A seconda che il put sia di tipo americano o europeo, il detentore può esercitare il diritto acquistato, in qualunque momento entro una determinata data ovvero soltanto alla scadenza dell’opzione.
Il prezzo dell’opzione, o se si vuole del diritto, è detto premio; rappresenta il guadagno realizzato dal venditore nel caso
in cui le sue previsioni al rialzo siano confortate dalle quotazioni dei mercati. Per guadagnare infatti il seller deve sperare che il prezzo delle attività sottostanti – quelle in relazione alle quali il diritto di vendita è stato ceduto – sia superiore
allo strike price, eventualmente diminuito del premio. Viceversa, il buyer eserciterà il diritto acquistato vendendogli attività finanziarie comprate sul mercato aperto a un prezzo inferiore a quello stabilito secondo contratto. In particolare,
condizione necessaria perché costui eserciti il diritto è che il prezzo di mercato sia inferiore allo strike price. In tal caso
tuttavia, egli riuscirà a derivare un guadagno dall’operazione soltanto a condizione che il prezzo di mercato scenda sotto
il prezzo d’esercizio per un ammontare superiore al premio.
Supponendo per esempio che egli abbia comprato un’opzione put a 300 dollari su cento azioni e che il prezzo strike sia
50 dollari, si ha che per ogni azione egli paga un premio pari a tre dollari. Finché il prezzo di mercato non scende sotto i
47 dollari, l’acquirente paga al venditore più di quanto non riceva: se per esempio il prezzo di mercato del titolo alla
scadenza del contratto è di 48 dollari, egli guadagna per ogni azione due dollari (acquistandola a 48 sul mercato a pronti
e rivendendola a 50 in forza dell’opzione), ma ne paga a titolo di premio tre. D’altra parte, gli conviene esercitare il diritto: in caso contrario, pagherebbe il premio intero senza il vantaggio di limitare i danni, possibilità che nella fattispecie
gli è consentita dal fatto che la sua previsione di ribasso delle quotazioni del titolo è almeno qualitativamente corretta.

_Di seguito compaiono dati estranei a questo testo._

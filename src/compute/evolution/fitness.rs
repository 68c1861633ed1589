//! Scoring of a finished generation.

use log::{debug, info};
use rayon::prelude::*;

use crate::recording::ActivityRecord;

use super::archive::{ProjectArchive, ScoreEntry};
use super::error::{EvolutionError, Result};
use super::plugin::EvolutionPlugin;

/// Per-generation scoreboard, one entry per evaluated species in index order.
#[derive(Debug, Clone, PartialEq)]
pub struct HallOfFame {
    pub generation: usize,
    pub entries: Vec<ScoreEntry>,
}

impl HallOfFame {
    /// Load a previously written hall of fame.
    pub fn load(archive: &ProjectArchive, generation: usize) -> Result<Self> {
        let entries = archive.read_scores(&archive.hall_of_fame_path(generation))?;
        Ok(Self {
            generation,
            entries,
        })
    }

    pub fn len(&self) -> usize {
        self.entries.len()
    }

    pub fn is_empty(&self) -> bool {
        self.entries.is_empty()
    }

    /// Highest-scoring entry; ties go to the lower species index.
    pub fn best(&self) -> Option<ScoreEntry> {
        self.entries.iter().copied().reduce(|best, e| {
            if e.score > best.score { e } else { best }
        })
    }

    /// Mean score, `None` when empty.
    pub fn mean(&self) -> Option<f64> {
        if self.entries.is_empty() {
            None
        } else {
            let sum: f64 = self.entries.iter().map(|e| e.score).sum();
            Some(sum / self.entries.len() as f64)
        }
    }
}

/// Turns a generation's activity records into a [`HallOfFame`].
pub struct FitnessEvaluator<'a, P: EvolutionPlugin> {
    archive: &'a ProjectArchive,
    plugin: &'a P,
    parallel: bool,
}

impl<'a, P: EvolutionPlugin> FitnessEvaluator<'a, P> {
    pub fn new(archive: &'a ProjectArchive, plugin: &'a P) -> Self {
        Self {
            archive,
            plugin,
            parallel: false,
        }
    }

    /// Read and score records on the rayon pool.
    pub fn with_parallel(mut self, parallel: bool) -> Self {
        self.parallel = parallel;
        self
    }

    /// Score every species directory present under `generation`.
    ///
    /// Always rebuilds the table from the records on disk and overwrites
    /// `hall_of_fame.csv`. A species directory without a readable record
    /// fails the whole evaluation.
    pub fn evaluate(&self, generation: usize) -> Result<HallOfFame> {
        let indices = self.archive.species_indices(generation)?;

        let entries: Vec<ScoreEntry> = if self.parallel {
            indices
                .par_iter()
                .map(|&idx| self.score_species(generation, idx))
                .collect::<Result<_>>()?
        } else {
            indices
                .iter()
                .map(|&idx| self.score_species(generation, idx))
                .collect::<Result<_>>()?
        };

        for entry in &entries {
            debug!(
                "Generation {} species {}: score {}",
                generation, entry.species_idx, entry.score
            );
        }

        self.archive
            .write_scores(&self.archive.hall_of_fame_path(generation), &entries)?;

        let hall = HallOfFame {
            generation,
            entries,
        };
        if let (Some(best), Some(mean)) = (hall.best(), hall.mean()) {
            info!(
                "Generation {}: evaluated {} species, best {:.4} (species {}), mean {:.4}",
                generation,
                hall.len(),
                best.score,
                best.species_idx,
                mean
            );
        }
        Ok(hall)
    }

    fn score_species(&self, generation: usize, species: usize) -> Result<ScoreEntry> {
        let path = self.archive.activity_path(generation, species);
        let record =
            ActivityRecord::read_from(&path).map_err(|e| EvolutionError::unreadable(&path, e))?;

        let score = self.plugin.score(&record);
        if !score.is_finite() {
            return Err(EvolutionError::InvalidScore { species, score });
        }
        Ok(ScoreEntry {
            species_idx: species,
            score,
        })
    }
}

L’esempio mostra come sia difficile speculare con le opzioni: non solo è necessario prevedere la direzione delle variazioni dei prezzi, ma anche azzeccarne l’ampiezza e il timing. L’opzione infatti, a differenza dell’attività sottostante, ha
breve durata e una volta scaduta non ha più valore. Il buyer e il seller non possono sperare che “tenendo duro” la variazione prevista finalmente si realizzi. In particolare, i rischi più grossi vengono corsi dal venditore: nell’esempio precedente, se le attività sottostanti fossero azioni e la società fallisse, il prezzo di mercato andrebbe a zero e egli subirebbe
una perdita netta di 4.700 dollari. Sarebbe infatti costretto ad acquistare, per 50 dollari l’una, cento azioni che non hanno
più valore di mercato. Il premio percepito, pari a 300 dollari, avrebbe soltanto l’effetto di ridurre, ancorché in minima
parte, le perdite subite.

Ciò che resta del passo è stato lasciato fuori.